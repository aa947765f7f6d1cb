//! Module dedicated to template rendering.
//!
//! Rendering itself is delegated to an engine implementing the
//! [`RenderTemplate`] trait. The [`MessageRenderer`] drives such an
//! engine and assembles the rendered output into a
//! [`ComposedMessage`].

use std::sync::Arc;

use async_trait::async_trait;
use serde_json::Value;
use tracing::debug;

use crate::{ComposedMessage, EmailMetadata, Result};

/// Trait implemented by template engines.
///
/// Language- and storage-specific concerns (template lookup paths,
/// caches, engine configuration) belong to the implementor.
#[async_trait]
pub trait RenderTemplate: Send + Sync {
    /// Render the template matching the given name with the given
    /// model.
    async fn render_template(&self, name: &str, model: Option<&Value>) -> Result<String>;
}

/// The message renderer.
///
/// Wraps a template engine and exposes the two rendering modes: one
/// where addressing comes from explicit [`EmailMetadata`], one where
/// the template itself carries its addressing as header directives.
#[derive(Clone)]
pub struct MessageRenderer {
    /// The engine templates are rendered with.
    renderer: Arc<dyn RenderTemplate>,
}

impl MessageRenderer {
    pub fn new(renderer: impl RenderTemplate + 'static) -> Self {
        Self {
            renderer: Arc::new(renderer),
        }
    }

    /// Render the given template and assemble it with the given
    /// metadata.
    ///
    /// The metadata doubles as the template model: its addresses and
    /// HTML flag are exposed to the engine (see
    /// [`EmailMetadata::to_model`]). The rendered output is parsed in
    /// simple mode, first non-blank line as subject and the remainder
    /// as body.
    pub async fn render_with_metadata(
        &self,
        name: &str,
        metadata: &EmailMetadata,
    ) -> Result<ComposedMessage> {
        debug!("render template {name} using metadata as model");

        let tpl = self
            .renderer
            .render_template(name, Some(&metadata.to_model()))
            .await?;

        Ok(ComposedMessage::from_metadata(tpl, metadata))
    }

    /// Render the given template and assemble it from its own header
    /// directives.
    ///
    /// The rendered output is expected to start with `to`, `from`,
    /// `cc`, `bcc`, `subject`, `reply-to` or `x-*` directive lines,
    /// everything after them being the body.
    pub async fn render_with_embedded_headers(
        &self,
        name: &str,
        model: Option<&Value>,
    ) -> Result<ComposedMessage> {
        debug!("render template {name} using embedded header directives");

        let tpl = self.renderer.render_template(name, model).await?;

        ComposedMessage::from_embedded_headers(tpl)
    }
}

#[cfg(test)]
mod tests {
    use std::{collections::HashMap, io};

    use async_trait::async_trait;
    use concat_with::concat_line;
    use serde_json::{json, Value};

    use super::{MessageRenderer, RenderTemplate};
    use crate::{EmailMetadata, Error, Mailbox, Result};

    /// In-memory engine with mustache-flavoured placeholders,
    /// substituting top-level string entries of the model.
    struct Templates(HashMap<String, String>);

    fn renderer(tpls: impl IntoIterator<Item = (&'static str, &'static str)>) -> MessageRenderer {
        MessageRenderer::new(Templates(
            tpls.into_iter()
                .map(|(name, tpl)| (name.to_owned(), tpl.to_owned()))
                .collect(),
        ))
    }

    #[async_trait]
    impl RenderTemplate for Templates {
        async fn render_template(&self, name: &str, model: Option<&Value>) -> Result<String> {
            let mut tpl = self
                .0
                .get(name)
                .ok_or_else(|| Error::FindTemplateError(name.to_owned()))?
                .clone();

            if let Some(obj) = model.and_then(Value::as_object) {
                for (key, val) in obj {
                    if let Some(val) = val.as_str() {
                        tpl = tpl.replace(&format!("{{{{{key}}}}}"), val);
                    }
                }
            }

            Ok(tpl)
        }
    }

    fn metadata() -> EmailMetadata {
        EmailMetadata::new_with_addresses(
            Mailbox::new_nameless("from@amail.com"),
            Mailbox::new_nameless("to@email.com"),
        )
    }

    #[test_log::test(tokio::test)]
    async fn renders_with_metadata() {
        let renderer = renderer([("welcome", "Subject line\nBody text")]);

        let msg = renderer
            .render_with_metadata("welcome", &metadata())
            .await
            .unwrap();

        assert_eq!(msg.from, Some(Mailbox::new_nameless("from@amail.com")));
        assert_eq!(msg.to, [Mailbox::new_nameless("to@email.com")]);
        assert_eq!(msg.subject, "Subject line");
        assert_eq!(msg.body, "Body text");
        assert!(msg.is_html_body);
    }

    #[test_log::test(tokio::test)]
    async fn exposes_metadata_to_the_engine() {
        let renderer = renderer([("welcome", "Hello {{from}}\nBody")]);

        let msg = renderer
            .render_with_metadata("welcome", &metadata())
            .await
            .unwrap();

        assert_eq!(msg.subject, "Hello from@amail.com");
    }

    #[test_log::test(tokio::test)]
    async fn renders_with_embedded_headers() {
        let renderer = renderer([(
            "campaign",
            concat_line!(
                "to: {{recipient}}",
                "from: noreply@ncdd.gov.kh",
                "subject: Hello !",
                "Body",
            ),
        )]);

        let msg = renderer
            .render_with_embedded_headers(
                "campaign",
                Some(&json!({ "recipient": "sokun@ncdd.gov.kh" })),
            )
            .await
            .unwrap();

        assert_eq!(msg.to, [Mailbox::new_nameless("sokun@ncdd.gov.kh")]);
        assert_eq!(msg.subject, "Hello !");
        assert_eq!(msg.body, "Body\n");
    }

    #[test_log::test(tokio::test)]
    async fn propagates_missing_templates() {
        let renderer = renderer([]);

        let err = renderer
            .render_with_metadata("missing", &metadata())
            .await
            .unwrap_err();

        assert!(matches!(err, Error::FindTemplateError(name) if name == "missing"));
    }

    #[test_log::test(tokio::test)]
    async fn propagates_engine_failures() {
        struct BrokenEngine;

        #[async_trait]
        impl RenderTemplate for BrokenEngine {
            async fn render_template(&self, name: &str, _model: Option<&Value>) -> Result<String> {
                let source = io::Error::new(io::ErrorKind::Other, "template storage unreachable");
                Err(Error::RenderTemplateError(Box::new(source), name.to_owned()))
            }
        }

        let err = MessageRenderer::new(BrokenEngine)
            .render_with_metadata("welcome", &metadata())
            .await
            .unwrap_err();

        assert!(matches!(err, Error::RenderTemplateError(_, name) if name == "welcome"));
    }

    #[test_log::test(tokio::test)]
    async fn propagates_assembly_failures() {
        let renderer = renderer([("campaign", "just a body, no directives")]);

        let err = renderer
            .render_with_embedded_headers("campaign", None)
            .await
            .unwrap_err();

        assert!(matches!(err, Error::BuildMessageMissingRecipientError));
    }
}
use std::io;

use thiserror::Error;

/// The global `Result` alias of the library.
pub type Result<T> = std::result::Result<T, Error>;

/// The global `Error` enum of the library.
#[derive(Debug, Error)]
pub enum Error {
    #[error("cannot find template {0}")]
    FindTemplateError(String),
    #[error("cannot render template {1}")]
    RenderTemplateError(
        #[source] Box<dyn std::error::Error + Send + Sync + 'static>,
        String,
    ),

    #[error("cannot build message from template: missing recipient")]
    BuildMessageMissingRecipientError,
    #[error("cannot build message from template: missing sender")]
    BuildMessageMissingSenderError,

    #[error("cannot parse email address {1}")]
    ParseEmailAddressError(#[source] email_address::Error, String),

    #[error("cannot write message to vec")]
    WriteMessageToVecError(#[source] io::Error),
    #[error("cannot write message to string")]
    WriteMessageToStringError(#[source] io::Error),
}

========================

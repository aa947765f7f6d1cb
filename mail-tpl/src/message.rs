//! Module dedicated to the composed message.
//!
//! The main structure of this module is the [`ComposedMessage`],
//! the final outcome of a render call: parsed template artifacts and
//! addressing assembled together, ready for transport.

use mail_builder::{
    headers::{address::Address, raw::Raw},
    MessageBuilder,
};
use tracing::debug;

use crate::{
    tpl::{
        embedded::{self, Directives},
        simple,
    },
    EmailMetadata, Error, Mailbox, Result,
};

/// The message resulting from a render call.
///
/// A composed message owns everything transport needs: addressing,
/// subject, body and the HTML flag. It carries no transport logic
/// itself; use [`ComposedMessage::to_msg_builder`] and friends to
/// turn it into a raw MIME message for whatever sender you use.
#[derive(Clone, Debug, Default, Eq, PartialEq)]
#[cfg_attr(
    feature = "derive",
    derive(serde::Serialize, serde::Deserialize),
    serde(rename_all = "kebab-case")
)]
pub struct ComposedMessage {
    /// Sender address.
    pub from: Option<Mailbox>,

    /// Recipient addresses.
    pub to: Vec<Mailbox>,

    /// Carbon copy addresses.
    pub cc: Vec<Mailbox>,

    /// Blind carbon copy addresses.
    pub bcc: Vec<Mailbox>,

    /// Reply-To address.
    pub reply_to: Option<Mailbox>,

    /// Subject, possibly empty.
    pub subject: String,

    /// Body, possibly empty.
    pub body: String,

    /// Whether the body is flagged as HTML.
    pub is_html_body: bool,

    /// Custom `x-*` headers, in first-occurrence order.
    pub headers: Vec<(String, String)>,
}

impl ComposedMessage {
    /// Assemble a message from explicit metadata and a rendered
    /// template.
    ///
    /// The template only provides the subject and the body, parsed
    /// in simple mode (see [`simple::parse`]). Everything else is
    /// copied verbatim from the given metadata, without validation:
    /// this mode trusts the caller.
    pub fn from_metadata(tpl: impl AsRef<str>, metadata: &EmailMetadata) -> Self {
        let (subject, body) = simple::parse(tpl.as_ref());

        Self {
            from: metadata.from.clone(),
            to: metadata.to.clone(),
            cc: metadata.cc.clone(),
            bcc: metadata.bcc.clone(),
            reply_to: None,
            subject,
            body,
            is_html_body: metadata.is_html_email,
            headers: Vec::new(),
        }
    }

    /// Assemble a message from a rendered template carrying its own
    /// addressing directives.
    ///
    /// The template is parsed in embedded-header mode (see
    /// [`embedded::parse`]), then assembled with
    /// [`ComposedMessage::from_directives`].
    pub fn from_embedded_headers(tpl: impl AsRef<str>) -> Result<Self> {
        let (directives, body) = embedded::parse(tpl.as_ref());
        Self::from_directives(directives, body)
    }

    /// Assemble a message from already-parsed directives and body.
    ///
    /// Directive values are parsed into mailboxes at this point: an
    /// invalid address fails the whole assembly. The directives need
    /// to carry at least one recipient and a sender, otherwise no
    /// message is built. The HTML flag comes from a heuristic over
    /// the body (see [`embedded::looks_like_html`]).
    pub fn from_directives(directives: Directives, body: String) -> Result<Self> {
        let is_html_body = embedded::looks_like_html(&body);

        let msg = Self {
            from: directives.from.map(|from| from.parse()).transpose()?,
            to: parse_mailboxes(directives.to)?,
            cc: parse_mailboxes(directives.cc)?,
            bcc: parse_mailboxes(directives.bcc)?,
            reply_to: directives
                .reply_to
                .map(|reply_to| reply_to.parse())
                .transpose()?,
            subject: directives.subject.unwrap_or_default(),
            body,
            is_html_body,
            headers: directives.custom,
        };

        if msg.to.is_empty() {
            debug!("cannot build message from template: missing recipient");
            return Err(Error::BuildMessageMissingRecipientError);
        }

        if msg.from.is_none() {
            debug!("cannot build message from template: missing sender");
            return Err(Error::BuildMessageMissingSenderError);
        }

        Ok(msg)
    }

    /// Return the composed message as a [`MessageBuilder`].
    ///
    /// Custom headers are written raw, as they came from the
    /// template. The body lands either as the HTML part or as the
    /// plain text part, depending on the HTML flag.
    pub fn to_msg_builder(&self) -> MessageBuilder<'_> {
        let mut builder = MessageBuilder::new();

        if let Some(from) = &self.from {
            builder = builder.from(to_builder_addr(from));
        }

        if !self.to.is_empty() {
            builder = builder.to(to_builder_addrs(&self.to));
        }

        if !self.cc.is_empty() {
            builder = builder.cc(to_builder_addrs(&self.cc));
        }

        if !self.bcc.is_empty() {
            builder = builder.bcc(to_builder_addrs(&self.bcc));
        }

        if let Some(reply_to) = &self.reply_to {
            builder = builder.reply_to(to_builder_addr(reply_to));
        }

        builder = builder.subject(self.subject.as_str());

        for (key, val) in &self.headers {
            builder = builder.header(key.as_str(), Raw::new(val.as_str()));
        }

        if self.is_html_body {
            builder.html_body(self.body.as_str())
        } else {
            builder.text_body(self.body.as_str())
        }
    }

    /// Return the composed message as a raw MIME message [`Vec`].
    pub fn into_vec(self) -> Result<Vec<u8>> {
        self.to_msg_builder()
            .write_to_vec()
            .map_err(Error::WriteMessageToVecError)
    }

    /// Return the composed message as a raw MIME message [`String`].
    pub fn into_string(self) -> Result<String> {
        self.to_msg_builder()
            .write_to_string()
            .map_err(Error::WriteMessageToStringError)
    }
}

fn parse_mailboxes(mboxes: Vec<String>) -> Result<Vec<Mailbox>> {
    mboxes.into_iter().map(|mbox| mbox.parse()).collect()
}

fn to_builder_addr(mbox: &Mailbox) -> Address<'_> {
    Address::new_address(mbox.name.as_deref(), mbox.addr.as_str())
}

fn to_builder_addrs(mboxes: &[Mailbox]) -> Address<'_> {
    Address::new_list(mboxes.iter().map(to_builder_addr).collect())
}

========================

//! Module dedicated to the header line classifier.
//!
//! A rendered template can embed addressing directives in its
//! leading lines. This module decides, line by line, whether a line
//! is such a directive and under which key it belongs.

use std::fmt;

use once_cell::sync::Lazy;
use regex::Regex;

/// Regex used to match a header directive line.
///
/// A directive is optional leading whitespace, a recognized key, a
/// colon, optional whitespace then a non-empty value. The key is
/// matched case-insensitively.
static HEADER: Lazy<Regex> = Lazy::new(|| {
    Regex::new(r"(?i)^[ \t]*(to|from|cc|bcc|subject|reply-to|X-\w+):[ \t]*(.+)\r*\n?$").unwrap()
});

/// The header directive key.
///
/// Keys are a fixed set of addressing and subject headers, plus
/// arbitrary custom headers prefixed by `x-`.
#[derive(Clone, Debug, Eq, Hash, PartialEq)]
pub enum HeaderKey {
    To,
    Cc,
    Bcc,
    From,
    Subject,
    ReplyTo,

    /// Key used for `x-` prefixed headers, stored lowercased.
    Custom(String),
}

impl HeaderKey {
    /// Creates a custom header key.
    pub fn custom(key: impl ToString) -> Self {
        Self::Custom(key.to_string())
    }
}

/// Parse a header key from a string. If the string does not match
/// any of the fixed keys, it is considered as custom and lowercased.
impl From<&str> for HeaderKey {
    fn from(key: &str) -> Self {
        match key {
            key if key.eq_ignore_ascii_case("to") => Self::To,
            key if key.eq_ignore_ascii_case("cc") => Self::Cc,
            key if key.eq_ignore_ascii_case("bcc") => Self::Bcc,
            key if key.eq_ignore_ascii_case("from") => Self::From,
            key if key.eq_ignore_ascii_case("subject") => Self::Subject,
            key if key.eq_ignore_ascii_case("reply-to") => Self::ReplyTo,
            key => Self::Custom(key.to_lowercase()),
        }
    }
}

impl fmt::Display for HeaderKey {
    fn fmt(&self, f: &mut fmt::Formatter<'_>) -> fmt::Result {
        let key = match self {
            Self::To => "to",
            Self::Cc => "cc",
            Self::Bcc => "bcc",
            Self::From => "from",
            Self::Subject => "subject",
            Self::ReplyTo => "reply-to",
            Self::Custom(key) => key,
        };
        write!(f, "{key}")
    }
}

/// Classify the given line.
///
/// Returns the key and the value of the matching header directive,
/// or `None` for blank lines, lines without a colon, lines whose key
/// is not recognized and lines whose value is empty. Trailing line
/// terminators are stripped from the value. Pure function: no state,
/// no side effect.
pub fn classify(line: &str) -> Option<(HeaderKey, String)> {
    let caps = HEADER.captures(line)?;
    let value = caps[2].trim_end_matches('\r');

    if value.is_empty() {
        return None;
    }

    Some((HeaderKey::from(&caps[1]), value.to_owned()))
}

========================

■ WORK TO COMPLETE
Restate word for word the entries above, starting at the line with "tpl)| (name.to_owned(), tpl.to_owned()))" and ending at the line with "fn metadata() ->", inclusive, and no others.

■ RESULT OF THE EXERCISE
                .map(|(name, tpl)| (name.to_owned(), tpl.to_owned()))
                .collect(),
        ))
    }

    #[async_trait]
    impl RenderTemplate for Templates {
        async fn render_template(&self, name: &str, model: Option<&Value>) -> Result<String> {
            let mut tpl = self
                .0
                .get(name)
                .ok_or_else(|| Error::FindTemplateError(name.to_owned()))?
                .clone();

            if let Some(obj) = model.and_then(Value::as_object) {
                for (key, val) in obj {
                    if let Some(val) = val.as_str() {
                        tpl = tpl.replace(&format!("{{{{{key}}}}}"), val);
                    }
                }
            }

            Ok(tpl)
        }
    }

    fn metadata() -> EmailMetadata {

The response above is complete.